Enhanced Yes-associated protein (YAP)/transcriptional co-activator with PDZ-binding motif (TAZ) signaling is correlated with the extraprostatic extension of prostate cancer. However, the mechanism by which YAP/TAZ signaling becomes hyperactive and drives prostate cancer progression is currently unclear. In this study, we revealed that higher expression of CCM1, which is uniquely found in advanced prostate cancer, is inversely correlated with metastasis-free and overall survival in patients with prostate cancer. We also demonstrated that CCM1 induces the metastasis of multiple types of prostate cancer cells by regulating YAP/TAZ signaling. Mechanistically, CCM1, a gene mutated in cerebral cavernous malformation, suppresses DDX5, which regulates the suppression of YAP/TAZ signaling, indicating that CCM1 and DDX5 are novel upstream regulators of YAP/TAZ signaling. Our findings highlight the importance of CCM1-DDX5-YAP/TAZ signaling in the metastasis of prostate cancer cells.
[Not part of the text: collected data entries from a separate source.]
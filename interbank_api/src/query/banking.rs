use crate::types::{OperationType, TransactionType};

use super::common::Filter;

/// Narrows the enriched statement.
#[derive(Clone, Debug, Default, PartialEq)]
pub struct StatementFilter {
    pub operation_type: Option<OperationType>,
    pub transaction_type: Option<TransactionType>,
}

impl Filter for StatementFilter {
    fn fields(&self) -> Vec<(&'static str, Option<String>)> {
        vec![
            ("tipoOperacao", self.operation_type.map(|t| t.to_string())),
            ("tipoTransacao", self.transaction_type.map(|t| t.to_string())),
        ]
    }
}

impl StatementFilter {
    pub fn with_operation_type(mut self, operation_type: OperationType) -> Self {
        self.operation_type = Some(operation_type);
        self
    }

    pub fn with_transaction_type(mut self, transaction_type: TransactionType) -> Self {
        self.transaction_type = Some(transaction_type);
        self
    }
}

#[cfg(test)]
mod tests {
    use super::*;
    use crate::query::encode;

    #[test]
    fn test_statement_filter() {
        assert_eq!(encode(Some(&StatementFilter::default())), "");

        let filter = StatementFilter::default().with_operation_type(OperationType::Credit);
        assert_eq!(encode(Some(&filter)), "&tipoOperacao=C");

        let filter = StatementFilter::default()
            .with_transaction_type(TransactionType::BoletoCobranca)
            .with_operation_type(OperationType::Debit);
        assert_eq!(
            encode(Some(&filter)),
            "&tipoOperacao=D&tipoTransacao=BOLETO_COBRANCA"
        );
    }
}
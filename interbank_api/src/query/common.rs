//! Shared query infrastructure: the [`Filter`] trait, the filter encoder,
//! [`QueryString`] and the date ranges listing endpoints take.

use std::fmt::Display;
use std::str::FromStr;

use chrono::{DateTime, NaiveDate, Utc};

/// A resource-specific set of optional listing predicates.
///
/// Implementations list every field they declare, in the fixed order their
/// query keys should appear, with `None` for fields that are not set.
pub trait Filter {
    fn fields(&self) -> Vec<(&'static str, Option<String>)>;
}

/// Encodes a filter as a query fragment.
///
/// Every populated field contributes `&key=value`, in declaration order.
/// An absent filter encodes to the empty string. Values are emitted as-is;
/// they are expected to be transport-safe tokens.
pub fn encode<F: Filter>(filter: Option<&F>) -> String {
    let Some(filter) = filter else {
        return String::new();
    };
    filter
        .fields()
        .into_iter()
        .filter_map(|(key, value)| value.map(|value| format!("&{}={}", key, value)))
        .collect()
}

/// Query string under construction. Pairs are kept in insertion order.
#[derive(Clone, Debug, Default, PartialEq)]
pub struct QueryString(String);

impl QueryString {
    pub fn new() -> Self {
        Self::default()
    }

    /// Appends `key=value`.
    pub fn pair(mut self, key: &str, value: impl Display) -> Self {
        self.0.push_str(&format!("&{}={}", key, value));
        self
    }

    /// Appends `key=value` when `value` is present.
    pub fn opt_pair(self, key: &str, value: Option<impl Display>) -> Self {
        match value {
            Some(value) => self.pair(key, value),
            None => self,
        }
    }

    /// Appends the encoded filter fragment.
    pub fn filter<F: Filter>(mut self, filter: Option<&F>) -> Self {
        self.0.push_str(&encode(filter));
        self
    }

    pub fn is_empty(&self) -> bool {
        self.0.is_empty()
    }

    /// The query without the leading separator.
    pub fn as_str(&self) -> &str {
        self.0.strip_prefix('&').unwrap_or(&self.0)
    }
}

/// Inclusive range of calendar days.
#[derive(Clone, Copy, Debug, PartialEq, Eq)]
pub struct DateRange {
    pub start: NaiveDate,
    pub end: NaiveDate,
}

impl DateRange {
    pub fn new(start: NaiveDate, end: NaiveDate) -> Self {
        Self { start, end }
    }

    pub fn start_str(&self) -> String {
        format_date(self.start)
    }

    pub fn end_str(&self) -> String {
        format_date(self.end)
    }
}

/// Range of instants, used by the PIX and webhook callback listings.
#[derive(Clone, Copy, Debug, PartialEq, Eq)]
pub struct TimeRange {
    pub start: DateTime<Utc>,
    pub end: DateTime<Utc>,
}

impl TimeRange {
    pub fn new(start: DateTime<Utc>, end: DateTime<Utc>) -> Self {
        Self { start, end }
    }

    /// Whole days from the start of `range.start` to the end of `range.end`.
    pub fn from_dates(range: DateRange) -> Self {
        let start = range.start.and_hms_opt(0, 0, 0).unwrap_or_default().and_utc();
        let end = range.end.and_hms_opt(23, 59, 59).unwrap_or_default().and_utc();
        Self { start, end }
    }

    pub fn start_str(&self) -> String {
        format_instant(self.start)
    }

    pub fn end_str(&self) -> String {
        format_instant(self.end)
    }
}

pub(crate) fn format_date(date: NaiveDate) -> String {
    date.format("%Y-%m-%d").to_string()
}

pub(crate) fn format_instant(instant: DateTime<Utc>) -> String {
    instant.format("%Y-%m-%dT%H:%M:%SZ").to_string()
}

pub(crate) fn format_flag(flag: bool) -> &'static str {
    if flag {
        "true"
    } else {
        "false"
    }
}

/// Sort order for listings that support it.
#[derive(Clone, Copy, Debug, Default, PartialEq, Eq)]
pub enum SortDirection {
    /// Ascending order (oldest/smallest first). This is the default.
    #[default]
    Asc,
    /// Descending order (newest/largest first).
    Desc,
}

impl std::fmt::Display for SortDirection {
    fn fmt(&self, f: &mut std::fmt::Formatter<'_>) -> std::fmt::Result {
        write!(
            f,
            "{}",
            match self {
                SortDirection::Asc => "ASC",
                SortDirection::Desc => "DESC",
            }
        )
    }
}

impl FromStr for SortDirection {
    type Err = ();

    fn from_str(s: &str) -> Result<Self, Self::Err> {
        match s.to_ascii_lowercase().as_str() {
            "asc" => Ok(SortDirection::Asc),
            "desc" => Ok(SortDirection::Desc),
            _ => Err(()),
        }
    }
}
增强型Yes相关蛋白(YAP)/含PDZ结合基序的转录共激活因子(TAZ)信号传导与前列腺癌的前列腺外扩展相关。然而,YAP/TAZ信号传导变得过度活跃并驱动前列腺癌进展的机制目前尚不清楚。在本研究中,我们发现CCM1在晚期前列腺癌中特异性高表达,且与前列腺癌患者的无转移生存期和总生存期呈负相关。我们还证明,CCM1通过调节YAP/TAZ信号传导诱导多种类型前列腺癌细胞的转移。从机制上讲,CCM1是一种在脑海绵状血管畸形中发生突变的基因,它抑制DDX5,而DDX5调节YAP/TAZ信号传导的抑制,这表明CCM1和DDX5是YAP/TAZ信号传导的新型上游调节因子。我们的研究结果突出了CCM1-DDX5-YAP/TAZ信号传导在前列腺癌细胞转移中的重要性。